* [Exercise description]:
Beginning with the first line of the data below, reproduce every line unchanged, ending with the line that holds "pub mod config;".

>>>

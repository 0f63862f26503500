//! Magento Provider Library
//!
//! Reconciles Kubernetes managed resources in `magento.web7.md` against the
//! Magento REST API. Kinds are discovered at startup and each gets its own
//! reconciliation loop; payloads stay untyped so new kinds need no code.
//!
//! ## Quick Start
//!
//! ```rust
//! use provider_magento::prelude::*;
//! ```

pub mod client;
pub mod config;
pub mod connector;
pub mod constants;
pub mod controller;
pub mod crd;
pub mod error;
pub mod external;
pub mod observability;
pub mod prelude;
pub mod runtime;
pub mod server;
pub mod translator;
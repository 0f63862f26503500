//! # Magento Provider
//!
//! Kubernetes provider that keeps Magento entities in line with managed
//! resources declared in the `magento.web7.md` API group.
//!
//! At startup the provider discovers every kind served under its group and
//! version, skipping `*List`, `*Event`, `*Options` and `*Config` kinds, and
//! runs one controller per remaining kind. Each reconcile resolves the
//! referenced ProviderConfig, then observes, creates, updates or deletes the
//! Magento entity and records the outcome in the resource's conditions.
//!
//! Settings come from environment variables; the flags below override them.

use anyhow::Result;
use clap::Parser;
use provider_magento::config::{ControllerConfig, ServerConfig};
use provider_magento::runtime::{initialize, run_watch_loop};

#[derive(Debug, Parser)]
#[command(name = "provider-magento", version, about = "Magento provider for Kubernetes")]
struct Args {
    /// Log at debug level
    #[arg(long)]
    debug: bool,

    /// Seconds between re-observations of an unchanged managed resource
    #[arg(long)]
    poll_interval_secs: Option<u64>,

    /// Reconciles started per second across all kinds
    #[arg(long)]
    max_reconcile_rate: Option<u32>,

    /// Port for metrics and probes
    #[arg(long)]
    metrics_port: Option<u16>,
}

impl Args {
    fn apply(&self, controller: &mut ControllerConfig, server: &mut ServerConfig) {
        controller.debug |= self.debug;
        if let Some(secs) = self.poll_interval_secs {
            controller.poll_interval_secs = secs;
        }
        if let Some(rate) = self.max_reconcile_rate {
            controller.max_reconcile_rate = rate;
        }
        if let Some(port) = self.metrics_port {
            server.metrics_port = port;
        }
    }
}

#[tokio::main]
async fn main() -> Result<()> {
    let args = Args::parse();
    let mut controller_config = ControllerConfig::from_env();
    let mut server_config = ServerConfig::from_env();
    args.apply(&mut controller_config, &mut server_config);

    let init = initialize(controller_config, server_config).await?;
    run_watch_loop(init.client, init.reconciler, init.kinds, init.server_state).await
}
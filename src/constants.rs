//! # Constants
//!
//! Shared constants used throughout the provider.
//!
//! These values represent reasonable defaults and can be overridden via
//! configuration or environment variables where applicable.

/// API group every managed kind and provider config lives in
pub const API_GROUP: &str = "magento.web7.md";

/// API version of the managed kinds reconciled by this provider
pub const API_VERSION: &str = "v1alpha1";

/// Annotation holding the identifier the Magento API assigned to a resource
pub const EXTERNAL_ID_ANNOTATION: &str = "external-id";

/// Finalizer that keeps a managed resource around until its external
/// counterpart has been deleted
pub const FINALIZER: &str = "finalizer.managedresource.magento.web7.md";

/// Field manager used for every patch the provider sends
pub const FIELD_MANAGER: &str = "provider-magento";

/// Name of the ProviderConfig used when a managed resource does not reference one
pub const DEFAULT_PROVIDER_CONFIG_NAME: &str = "default";

/// Prefix of every REST collection path
pub const REST_PREFIX: &str = "/rest";

/// Kind name fragments that mark structural or ancillary types
pub const EXCLUDED_KIND_FRAGMENTS: [&str; 4] = ["List", "Event", "Options", "Config"];

/// Default HTTP server port for metrics and health probes
pub const DEFAULT_METRICS_PORT: u16 = 8080;

/// Default HTTP server startup timeout (how long to wait for server to be ready)
pub const DEFAULT_SERVER_STARTUP_TIMEOUT_SECS: u64 = 10;

/// Default HTTP server readiness poll interval
pub const DEFAULT_SERVER_POLL_INTERVAL_MS: u64 = 50;

/// Default interval between forced re-observations of a managed resource (seconds)
pub const DEFAULT_POLL_INTERVAL_SECS: u64 = 60;

/// Default global cap on reconciles started per second, across all kinds
pub const DEFAULT_MAX_RECONCILE_RATE: u32 = 10;

/// Default number of reconciles a single kind controller may run at once
pub const DEFAULT_MAX_CONCURRENT_RECONCILIATIONS: u16 = 10;

/// Default Fibonacci backoff floor after a failed reconcile (seconds)
pub const DEFAULT_BACKOFF_MIN_SECS: u64 = 1;

/// Default Fibonacci backoff ceiling after a failed reconcile (seconds)
pub const DEFAULT_BACKOFF_MAX_SECS: u64 = 300;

<<<

* [Output of the exercise]:
repository 0f63862f26503500
//! Magento Provider Library
//!
//! Reconciles Kubernetes managed resources in `magento.web7.md` against the
//! Magento REST API. Kinds are discovered at startup and each gets its own
//! reconciliation loop; payloads stay untyped so new kinds need no code.
//!
//! ## Quick Start
//!
//! ```rust
//! use provider_magento::prelude::*;
//! ```

pub mod client;
pub mod config;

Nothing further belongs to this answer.